The required output is all lines below that contain the word "UploadInput".

SOURCE MATERIAL -

-------

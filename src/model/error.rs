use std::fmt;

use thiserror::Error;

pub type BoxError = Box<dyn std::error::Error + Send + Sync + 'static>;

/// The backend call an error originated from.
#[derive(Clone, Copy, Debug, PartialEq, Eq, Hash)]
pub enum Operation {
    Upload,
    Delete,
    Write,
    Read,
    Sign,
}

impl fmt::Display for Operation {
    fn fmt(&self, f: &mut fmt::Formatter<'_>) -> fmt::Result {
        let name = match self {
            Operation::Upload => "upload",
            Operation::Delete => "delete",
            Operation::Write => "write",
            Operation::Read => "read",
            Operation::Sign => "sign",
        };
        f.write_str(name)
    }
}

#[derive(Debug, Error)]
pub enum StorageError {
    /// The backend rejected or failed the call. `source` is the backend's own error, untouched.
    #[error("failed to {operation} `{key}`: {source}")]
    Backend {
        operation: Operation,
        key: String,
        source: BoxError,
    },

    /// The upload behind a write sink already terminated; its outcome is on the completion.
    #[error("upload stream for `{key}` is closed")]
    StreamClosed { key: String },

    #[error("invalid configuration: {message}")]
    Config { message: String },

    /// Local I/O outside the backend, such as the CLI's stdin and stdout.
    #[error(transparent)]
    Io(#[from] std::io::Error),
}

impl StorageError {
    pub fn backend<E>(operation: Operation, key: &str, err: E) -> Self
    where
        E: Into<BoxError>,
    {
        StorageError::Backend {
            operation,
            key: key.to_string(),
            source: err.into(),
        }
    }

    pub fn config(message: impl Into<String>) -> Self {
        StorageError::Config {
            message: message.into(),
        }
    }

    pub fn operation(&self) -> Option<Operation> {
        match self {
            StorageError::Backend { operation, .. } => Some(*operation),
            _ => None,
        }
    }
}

-------

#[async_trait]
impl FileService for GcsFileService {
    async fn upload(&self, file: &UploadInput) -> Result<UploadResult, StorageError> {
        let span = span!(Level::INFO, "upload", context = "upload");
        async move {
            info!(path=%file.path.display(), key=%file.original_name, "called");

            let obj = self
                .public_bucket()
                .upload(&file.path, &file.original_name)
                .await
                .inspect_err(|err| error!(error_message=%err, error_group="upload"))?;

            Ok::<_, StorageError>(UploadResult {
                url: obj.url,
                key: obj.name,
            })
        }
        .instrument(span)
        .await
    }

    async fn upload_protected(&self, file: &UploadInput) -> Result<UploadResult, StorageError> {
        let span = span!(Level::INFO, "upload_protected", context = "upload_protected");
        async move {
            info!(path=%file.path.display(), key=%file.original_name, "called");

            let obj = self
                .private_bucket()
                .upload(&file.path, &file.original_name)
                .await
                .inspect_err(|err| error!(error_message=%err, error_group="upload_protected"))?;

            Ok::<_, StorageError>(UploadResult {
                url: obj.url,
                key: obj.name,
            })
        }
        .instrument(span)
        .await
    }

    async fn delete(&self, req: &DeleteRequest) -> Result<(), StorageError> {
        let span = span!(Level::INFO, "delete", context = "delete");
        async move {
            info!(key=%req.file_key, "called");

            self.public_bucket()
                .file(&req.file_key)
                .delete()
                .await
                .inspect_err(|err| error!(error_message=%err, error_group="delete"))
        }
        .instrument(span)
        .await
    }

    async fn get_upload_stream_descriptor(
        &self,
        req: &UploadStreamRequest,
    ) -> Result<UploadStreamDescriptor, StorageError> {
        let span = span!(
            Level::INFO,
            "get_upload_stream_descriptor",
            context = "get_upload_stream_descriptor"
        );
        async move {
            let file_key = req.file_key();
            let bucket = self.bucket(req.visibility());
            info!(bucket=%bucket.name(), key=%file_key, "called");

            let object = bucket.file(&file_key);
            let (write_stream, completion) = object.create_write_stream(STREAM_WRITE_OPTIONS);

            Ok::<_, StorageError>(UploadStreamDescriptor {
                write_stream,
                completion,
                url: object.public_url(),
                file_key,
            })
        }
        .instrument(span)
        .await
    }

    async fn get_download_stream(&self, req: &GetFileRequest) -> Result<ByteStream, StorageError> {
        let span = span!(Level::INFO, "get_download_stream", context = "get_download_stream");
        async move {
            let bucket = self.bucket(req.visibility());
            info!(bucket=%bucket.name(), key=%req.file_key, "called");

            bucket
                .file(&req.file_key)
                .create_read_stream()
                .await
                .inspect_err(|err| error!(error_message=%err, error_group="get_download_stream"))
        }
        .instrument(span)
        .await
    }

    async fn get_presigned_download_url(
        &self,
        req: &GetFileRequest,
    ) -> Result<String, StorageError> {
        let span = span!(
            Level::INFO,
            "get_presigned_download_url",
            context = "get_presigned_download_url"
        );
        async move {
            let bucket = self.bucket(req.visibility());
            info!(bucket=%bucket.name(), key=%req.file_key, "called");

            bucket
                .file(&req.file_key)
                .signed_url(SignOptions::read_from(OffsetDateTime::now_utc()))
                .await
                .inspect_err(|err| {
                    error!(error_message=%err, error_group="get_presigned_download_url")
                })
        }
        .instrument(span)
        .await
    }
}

-------

EXERCISE SOLUTION -
    async fn upload(&self, file: &UploadInput) -> Result<UploadResult, StorageError> {
    async fn upload_protected(&self, file: &UploadInput) -> Result<UploadResult, StorageError> {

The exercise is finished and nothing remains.